WHAT YOU HAVE TO DO:
Below are the entries; give again exactly the lines from the one mentioning "while lo < hi" through the one mentioning "pub fn push(&mut", inclusive.

DATA UNDER STUDY:
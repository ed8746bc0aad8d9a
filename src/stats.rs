//! Integer statistics kernel (C3).
//!
//! Every operation here is integer-only: no `sqrt`, no floating division, no
//! platform-variant comparator. Sorting is deterministic — insertion sort for
//! small slices, heapsort otherwise; quicksort is avoided because its pivot
//! choice is not fixed by this interface.

use crate::error::{BenchError, BenchResult};
use crate::fault::FaultSet;

const INSERTION_SORT_THRESHOLD: usize = 64;

/// `⌊√n⌋` via binary search. The inner comparison uses `mid <= n / mid`
/// rather than `mid * mid <= n` so it never overflows for `n` near `u64::MAX`.
pub fn isqrt(n: u64) -> u64 {
    if n < 2 {
        return n;
    }
    let mut lo = 1u64;
    let mut hi = n;
    while lo < hi {
        let mid = lo + (hi - lo + 1) / 2;
        if mid <= n / mid {
            lo = mid;
        } else {
            hi = mid - 1;
        }
    }
    lo
}

/// Sort in place. Insertion sort below [`INSERTION_SORT_THRESHOLD`], heapsort
/// above — both are fixed-algorithm, unlike quicksort's pivot-dependent order.
pub fn sort(samples: &mut [u64]) {
    if samples.len() <= INSERTION_SORT_THRESHOLD {
        insertion_sort(samples);
    } else {
        heapsort(samples);
    }
}

fn insertion_sort(a: &mut [u64]) {
    for i in 1..a.len() {
        let mut j = i;
        while j > 0 && a[j - 1] > a[j] {
            a.swap(j - 1, j);
            j -= 1;
        }
    }
}

fn heapsort(a: &mut [u64]) {
    let n = a.len();
    if n < 2 {
        return;
    }
    for start in (0..n / 2).rev() {
        sift_down(a, start, n);
    }
    for end in (1..n).rev() {
        a.swap(0, end);
        sift_down(a, 0, end);
    }
}

fn sift_down(a: &mut [u64], start: usize, end: usize) {
    let mut root = start;
    loop {
        let mut child = root * 2 + 1;
        if child >= end {
            break;
        }
        if child + 1 < end && a[child] < a[child + 1] {
            child += 1;
        }
        if a[root] < a[child] {
            a.swap(root, child);
            root = child;
        } else {
            break;
        }
    }
}

/// Percentile over an ascending-sorted, non-empty slice via linear
/// interpolation between the two bracketing ranks.
pub fn percentile(sorted: &[u64], p: u64) -> BenchResult<u64> {
    if sorted.is_empty() {
        return Err(BenchError::DivZero(
            "percentile requested over zero samples".into(),
        ));
    }
    let n = sorted.len() as u64;
    let rank_scaled = p * (n - 1);
    let rank = (rank_scaled / 100) as usize;
    let frac = rank_scaled % 100;
    let lo = sorted[rank];
    if rank + 1 >= sorted.len() {
        return Ok(lo);
    }
    let hi = sorted[rank + 1];
    Ok(lo + ((hi - lo) * frac) / 100)
}

/// Single-pass mean/variance accumulator (Welford's algorithm).
#[derive(Debug, Clone, Copy, Default)]
pub struct Welford {
    count: u64,
    mean: i64,
    m2: i64,
}

impl Welford {
    pub fn new() -> Self {
        Self::default()
    }

    pub fn push(&mut self, x: u64) {
        self.count += 1;
        let x = x as i64;
        let delta = x - self.mean;
        self.mean += delta / self.count as i64;
        let delta2 = x - self.mean;
        self.m2 += delta * delta2;
    }

    pub fn mean(&self) -> u64 {
        self.mean.max(0) as u64
    }

    /// `Sₙ / (n - 1)` for `n > 1`, else `0`.
    pub fn variance(&self) -> u64 {
        if self.count > 1 {
            (self.m2.max(0) as u64) / (self.count - 1)
        } else {
            0
        }
    }

    pub fn stddev(&self) -> u64 {
        isqrt(self.variance())
    }
}

/// Fixed-range histogram. `build` fills a caller-owned bin array and never
/// allocates.
pub struct Histogram {
    pub min_ns: u64,
    pub max_ns: u64,
    pub bin_width: u64,
    pub underflow_count: u64,
    pub overflow_count: u64,
}

impl Histogram {
    pub fn new(min_ns: u64, max_ns: u64, bin_count: usize) -> BenchResult<Self> {
        if max_ns <= min_ns || bin_count == 0 {
            return Err(BenchError::InvalidConfig(
                "histogram range requires max_ns > min_ns and bin_count > 0".into(),
            ));
        }
        let span = max_ns - min_ns;
        let bin_width = (span / bin_count as u64).max(1);
        Ok(Histogram {
            min_ns,
            max_ns,
            bin_width,
            underflow_count: 0,
            overflow_count: 0,
        })
    }

    /// Fill `bins` (length = bin_count) from `samples`. Returns the total of
    /// bin counts plus underflow/overflow sentinels, which always equals
    /// `samples.len()`.
    pub fn build(&mut self, samples: &[u64], bins: &mut [u64]) -> u64 {
        for b in bins.iter_mut() {
            *b = 0;
        }
        self.underflow_count = 0;
        self.overflow_count = 0;
        for &x in samples {
            if x < self.min_ns {
                self.underflow_count += 1;
            } else if x >= self.max_ns {
                self.overflow_count += 1;
            } else {
                let idx = ((x - self.min_ns) / self.bin_width) as usize;
                let idx = idx.min(bins.len() - 1);
                bins[idx] += 1;
            }
        }
        bins.iter().sum::<u64>() + self.underflow_count + self.overflow_count
    }
}

/// MAD-based modified-Z outlier count, scaled by 10 000 (threshold
/// `|z| > 3.5` becomes `(6745 * dev) / mad > 35_000`).
///
/// `deviations` is caller-owned scratch, length `samples.len()`, and is
/// overwritten and sorted in place to find the median deviation (MAD) —
/// no heap allocation happens inside this function. Its contents are
/// undefined on return; the second pass below recomputes each sample's
/// deviation directly from `median` rather than reading back `deviations`.
pub fn mad_outlier_count(sorted_samples: &[u64], deviations: &mut [u64]) -> BenchResult<usize> {
    if sorted_samples.is_empty() {
        return Err(BenchError::DivZero(
            "MAD outlier detection requested over zero samples".into(),
        ));
    }
    let median = percentile(sorted_samples, 50)?;
    for (i, &x) in sorted_samples.iter().enumerate() {
        deviations[i] = x.abs_diff(median);
    }
    sort(deviations);
    let mad = percentile(deviations, 50)?;

    if mad == 0 {
        return Ok(0);
    }
    let mut count = 0usize;
    for &x in sorted_samples {
        let dev = x.abs_diff(median);
        let modified_z = (6745u64.saturating_mul(dev)) / mad;
        if modified_z > 35_000 {
            count += 1;
        }
    }
    Ok(count)
}

/// Classic `mean + 3*stddev` outlier count — distinct from the MAD-based
/// detector above, kept as a separate entry point rather than silently
/// substituted.
pub fn classic_outliers(samples: &[u64], mean: u64, stddev: u64) -> usize {
    let threshold = mean.saturating_add(3 * stddev);
    samples.iter().filter(|&&x| x > threshold).count()
}

/// Populated latency statistics for a completed measurement run.
#[derive(Debug, Clone, Default, serde::Serialize, serde::Deserialize)]
pub struct LatencyStats {
    pub count: u64,
    pub min_ns: u64,
    pub max_ns: u64,
    pub mean_ns: u64,
    pub variance_ns2: u64,
    pub stddev_ns: u64,
    pub p0_ns: u64,
    pub p25_ns: u64,
    pub p50_ns: u64,
    pub p75_ns: u64,
    pub p99_ns: u64,
    pub p100_ns: u64,
    pub mad_outlier_count: usize,
    pub wcet_observed_ns: u64,
    pub wcet_bound_ns: u64,
    pub sum_ns: u64,
}

/// Sorts `samples` in place, computes the full latency statistics, and
/// merges any `overflow`/`div_zero` faults encountered into `faults`.
///
/// `deviations_scratch` is caller-owned scratch for the MAD outlier pass,
/// length `>= samples.len()`; only the `samples.len()` prefix is touched.
/// No allocation happens inside this function.
pub fn compute_stats(
    samples: &mut [u64],
    deviations_scratch: &mut [u64],
    faults: &mut FaultSet,
) -> BenchResult<LatencyStats> {
    if samples.is_empty() {
        faults.merge(FaultSet::DIV_ZERO);
        return Err(BenchError::DivZero(
            "compute_stats requires at least one sample".into(),
        ));
    }
    if deviations_scratch.len() < samples.len() {
        return Err(BenchError::InvalidConfig(
            "deviations scratch buffer smaller than sample count".into(),
        ));
    }

    sort(samples);

    let mut welford = Welford::new();
    let mut sum: u64 = 0;
    let mut sum_overflowed = false;
    for &x in samples.iter() {
        welford.push(x);
        match sum.checked_add(x) {
            Some(s) => sum = s,
            None => {
                sum_overflowed = true;
                faults.merge(FaultSet::OVERFLOW);
            }
        }
    }
    if sum_overflowed {
        sum = u64::MAX;
    }

    let min_ns = samples[0];
    let max_ns = samples[samples.len() - 1];
    // Primary mean is the plain saturating sum / count; Welford's running
    // mean is only used as a fallback once the sum accumulator has
    // overflowed (see module docs on `Mean`).
    let mean_ns = if sum_overflowed {
        welford.mean()
    } else {
        sum / samples.len() as u64
    };
    let variance_ns2 = welford.variance();
    let stddev_ns = welford.stddev();

    let p0_ns = percentile(samples, 0)?;
    let p25_ns = percentile(samples, 25)?;
    let p50_ns = percentile(samples, 50)?;
    let p75_ns = percentile(samples, 75)?;
    let p99_ns = percentile(samples, 99)?;
    let p100_ns = percentile(samples, 100)?;

    let deviations = &mut deviations_scratch[..samples.len()];
    let mad_outlier_count = mad_outlier_count(samples, deviations)?;

    let wcet_observed_ns = max_ns;
    let wcet_bound_ns = match max_ns.checked_add(6u64.saturating_mul(stddev_ns)) {
        Some(bound) => bound,
        None => {
            faults.merge(FaultSet::OVERFLOW);
            max_ns
        }
    };

    Ok(LatencyStats {
        count: samples.len() as u64,
        min_ns,
        max_ns,
        mean_ns,
        variance_ns2,
        stddev_ns,
        p0_ns,
        p25_ns,
        p50_ns,
        p75_ns,
        p99_ns,
        p100_ns,
        mad_outlier_count,
        wcet_observed_ns,
        wcet_bound_ns,
        sum_ns: sum,
    })
}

RESPONSE BELOW:
    while lo < hi {
        let mid = lo + (hi - lo + 1) / 2;
        if mid <= n / mid {
            lo = mid;
        } else {
            hi = mid - 1;
        }
    }
    lo
}

/// Sort in place. Insertion sort below [`INSERTION_SORT_THRESHOLD`], heapsort
/// above — both are fixed-algorithm, unlike quicksort's pivot-dependent order.
pub fn sort(samples: &mut [u64]) {
    if samples.len() <= INSERTION_SORT_THRESHOLD {
        insertion_sort(samples);
    } else {
        heapsort(samples);
    }
}

fn insertion_sort(a: &mut [u64]) {
    for i in 1..a.len() {
        let mut j = i;
        while j > 0 && a[j - 1] > a[j] {
            a.swap(j - 1, j);
            j -= 1;
        }
    }
}

fn heapsort(a: &mut [u64]) {
    let n = a.len();
    if n < 2 {
        return;
    }
    for start in (0..n / 2).rev() {
        sift_down(a, start, n);
    }
    for end in (1..n).rev() {
        a.swap(0, end);
        sift_down(a, 0, end);
    }
}

fn sift_down(a: &mut [u64], start: usize, end: usize) {
    let mut root = start;
    loop {
        let mut child = root * 2 + 1;
        if child >= end {
            break;
        }
        if child + 1 < end && a[child] < a[child + 1] {
            child += 1;
        }
        if a[root] < a[child] {
            a.swap(root, child);
            root = child;
        } else {
            break;
        }
    }
}

/// Percentile over an ascending-sorted, non-empty slice via linear
/// interpolation between the two bracketing ranks.
pub fn percentile(sorted: &[u64], p: u64) -> BenchResult<u64> {
    if sorted.is_empty() {
        return Err(BenchError::DivZero(
            "percentile requested over zero samples".into(),
        ));
    }
    let n = sorted.len() as u64;
    let rank_scaled = p * (n - 1);
    let rank = (rank_scaled / 100) as usize;
    let frac = rank_scaled % 100;
    let lo = sorted[rank];
    if rank + 1 >= sorted.len() {
        return Ok(lo);
    }
    let hi = sorted[rank + 1];
    Ok(lo + ((hi - lo) * frac) / 100)
}

/// Single-pass mean/variance accumulator (Welford's algorithm).
#[derive(Debug, Clone, Copy, Default)]
pub struct Welford {
    count: u64,
    mean: i64,
    m2: i64,
}

impl Welford {
    pub fn new() -> Self {
        Self::default()
    }

    pub fn push(&mut self, x: u64) {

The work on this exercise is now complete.